• EXERCISE GOAL
Return every line of the data that contains the string "author".

DATA SUPPLIED section start

//! Live sessions: who is on which document, where their cursor is, and
//! whether they are typing.
//!
//! ## Architecture
//!
//! ```text
//! join / cursor / typing          accepted entry (from sequencer)
//!        │                                  │
//!        ▼                                  ▼
//! SessionTracker::update_cursor()   SessionTracker::project_cursors()
//!   project from observed version     transform_cursor() per session
//!        │                                  │
//!        └──────────► CursorMoved ◄─────────┘
//! ```
//!
//! Nothing here is durable. A restart disconnects everyone, and a session
//! idle for longer than the configured window is reaped.

use std::collections::HashMap;
use std::sync::Arc;
use std::time::{Duration, Instant};

use chrono::{DateTime, Utc};
use parking_lot::RwLock;
use serde::Serialize;
use uuid::Uuid;

use crate::broadcast::CollabEvent;
use crate::error::CollabError;
use crate::model::{DocumentId, UserId, VersionEntry};
use crate::storage::VersionLog;

/// One user connected to one document.
#[derive(Debug, Clone, Serialize)]
pub struct Session {
    pub id: Uuid,
    pub document: DocumentId,
    pub user: UserId,
    pub display_name: String,
    /// Cursor gap position, valid at `cursor_version`.
    pub cursor: usize,
    pub cursor_version: u64,
    pub typing: bool,
    pub connected_at: DateTime<Utc>,
    #[serde(skip)]
    last_active: Instant,
}

impl Session {
    fn new(document: DocumentId, user: UserId, display_name: String, version: u64) -> Self {
        Self {
            id: Uuid::new_v4(),
            document,
            user,
            display_name,
            cursor: 0,
            cursor_version: version,
            typing: false,
            connected_at: Utc::now(),
            last_active: Instant::now(),
        }
    }

    pub fn is_idle(&self, timeout: Duration) -> bool {
        self.last_active.elapsed() > timeout
    }

    pub fn idle_for(&self) -> Duration {
        self.last_active.elapsed()
    }

    fn touch(&mut self) {
        self.last_active = Instant::now();
    }
}

/// What a joining user learns about everyone already present.
#[derive(Debug, Clone, PartialEq, Eq, Serialize)]
pub struct ActiveUser {
    pub user: UserId,
    pub display_name: String,
    pub cursor: usize,
    pub typing: bool,
}

impl From<&Session> for ActiveUser {
    fn from(session: &Session) -> Self {
        Self {
            user: session.user,
            display_name: session.display_name.clone(),
            cursor: session.cursor,
            typing: session.typing,
        }
    }
}

pub struct SessionTracker {
    log: Arc<dyn VersionLog>,
    idle_timeout: Duration,
    sessions: RwLock<HashMap<DocumentId, HashMap<UserId, Session>>>,
}

impl SessionTracker {
    pub fn new(log: Arc<dyn VersionLog>, idle_timeout: Duration) -> Self {
        Self {
            log,
            idle_timeout,
            sessions: RwLock::new(HashMap::new()),
        }
    }

    /// Register `user` on `document`, replacing an older session of theirs.
    /// Returns the new session and the users already present.
    pub fn join(
        &self,
        document: DocumentId,
        user: UserId,
        display_name: impl Into<String>,
    ) -> Result<(Session, Vec<ActiveUser>), CollabError> {
        let version = self.log.current_version(document)?;
        let session = Session::new(document, user, display_name.into(), version);

        let mut sessions = self.sessions.write();
        let room = sessions.entry(document).or_default();
        let others = room
            .values()
            .filter(|s| s.user != user)
            .map(ActiveUser::from)
            .collect();
        room.insert(user, session.clone());

        log::info!("User {user} joined document {document} ({} sessions)", room.len());
        Ok((session, others))
    }

    pub fn leave(&self, document: DocumentId, user: UserId) -> Option<Session> {
        let mut sessions = self.sessions.write();
        let room = sessions.get_mut(&document)?;
        let session = room.remove(&user);
        if room.is_empty() {
            sessions.remove(&document);
        }
        if session.is_some() {
            log::info!("User {user} left document {document}");
        }
        session
    }

    /// Mark activity; false when there is no such session.
    pub fn touch(&self, document: DocumentId, user: UserId) -> bool {
        let mut sessions = self.sessions.write();
        match sessions.get_mut(&document).and_then(|room| room.get_mut(&user)) {
            Some(session) => {
                session.touch();
                true
            }
            None => false,
        }
    }

    /// Store a cursor observed at `observed_version`, projected forward to
    /// the newest version. Returns the stored `(position, version)`.
    pub fn update_cursor(
        &self,
        document: DocumentId,
        user: UserId,
        position: usize,
        observed_version: u64,
    ) -> Result<(usize, u64), CollabError> {
        let mut sessions = self.sessions.write();
        let session = sessions
            .get_mut(&document)
            .and_then(|room| room.get_mut(&user))
            .ok_or(CollabError::SessionNotFound { document, user })?;

        let current = self.log.document(document)?;
        if observed_version > current.version {
            return Err(CollabError::FutureVersion {
                base: observed_version,
                current: current.version,
            });
        }

        let entries = self.log.entries_since(document, observed_version)?;
        let mut cursor = position;
        let mut version = observed_version;
        for entry in &entries {
            let own = entry.operation.author == user;
            cursor = quire_ot::transform_cursor(cursor, &entry.operation.components, own);
            version = entry.version;
        }
        if entries.is_empty() {
            cursor = cursor.min(current.length);
        }

        session.cursor = cursor;
        session.cursor_version = version;
        session.touch();
        log::trace!("Cursor of {user} on {document} at {cursor} (v{version})");
        Ok((cursor, version))
    }

    /// Returns the new state, or `None` when it did not change.
    pub fn set_typing(&self, document: DocumentId, user: UserId, typing: bool) -> Result<Option<bool>, CollabError> {
        let mut sessions = self.sessions.write();
        let session = sessions
            .get_mut(&document)
            .and_then(|room| room.get_mut(&user))
            .ok_or(CollabError::SessionNotFound { document, user })?;
        session.touch();
        if session.typing == typing {
            return Ok(None);
        }
        session.typing = typing;
        Ok(Some(typing))
    }

    /// Move every cursor on the entry's document through it.
    pub fn project_cursors(&self, entry: &VersionEntry) -> Vec<CollabEvent> {
        let mut sessions = self.sessions.write();
        let Some(room) = sessions.get_mut(&entry.document) else {
            return Vec::new();
        };

        let mut events = Vec::new();
        for session in room.values_mut() {
            if session.cursor_version >= entry.version {
                continue;
            }
            if session.cursor_version + 1 != entry.version {
                log::warn!(
                    "Cursor of {} skipped from v{} to v{}",
                    session.user,
                    session.cursor_version,
                    entry.version
                );
            }
            let own = entry.operation.author == session.user;
            let moved = quire_ot::transform_cursor(session.cursor, &entry.operation.components, own);
            session.cursor_version = entry.version;
            if moved != session.cursor {
                session.cursor = moved;
                events.push(CollabEvent::CursorMoved {
                    document: entry.document,
                    user: session.user,
                    position: moved,
                    version: entry.version,
                });
            }
        }
        events
    }

    /// Remove sessions idle for longer than the timeout.
    pub fn reap_expired(&self) -> Vec<Session> {
        let mut sessions = self.sessions.write();
        let mut expired = Vec::new();
        for room in sessions.values_mut() {
            let idle: Vec<UserId> = room
                .values()
                .filter(|s| s.is_idle(self.idle_timeout))
                .map(|s| s.user)
                .collect();
            for user in idle {
                if let Some(session) = room.remove(&user) {
                    log::info!(
                        "Session of {user} on {} expired after {:?}",
                        session.document,
                        session.idle_for()
                    );
                    expired.push(session);
                }
            }
        }
        sessions.retain(|_, room| !room.is_empty());
        expired
    }

    pub fn session(&self, document: DocumentId, user: UserId) -> Option<Session> {
        self.sessions.read().get(&document)?.get(&user).cloned()
    }

    pub fn active_users(&self, document: DocumentId) -> Vec<ActiveUser> {
        self.sessions
            .read()
            .get(&document)
            .map(|room| room.values().map(ActiveUser::from).collect())
            .unwrap_or_default()
    }

    pub fn session_count(&self) -> usize {
        self.sessions.read().values().map(HashMap::len).sum()
    }

    pub fn idle_timeout(&self) -> Duration {
        self.idle_timeout
    }
}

DATA SUPPLIED section end

• YOUR RESPONSE
            let own = entry.operation.author == user;
            let own = entry.operation.author == session.user;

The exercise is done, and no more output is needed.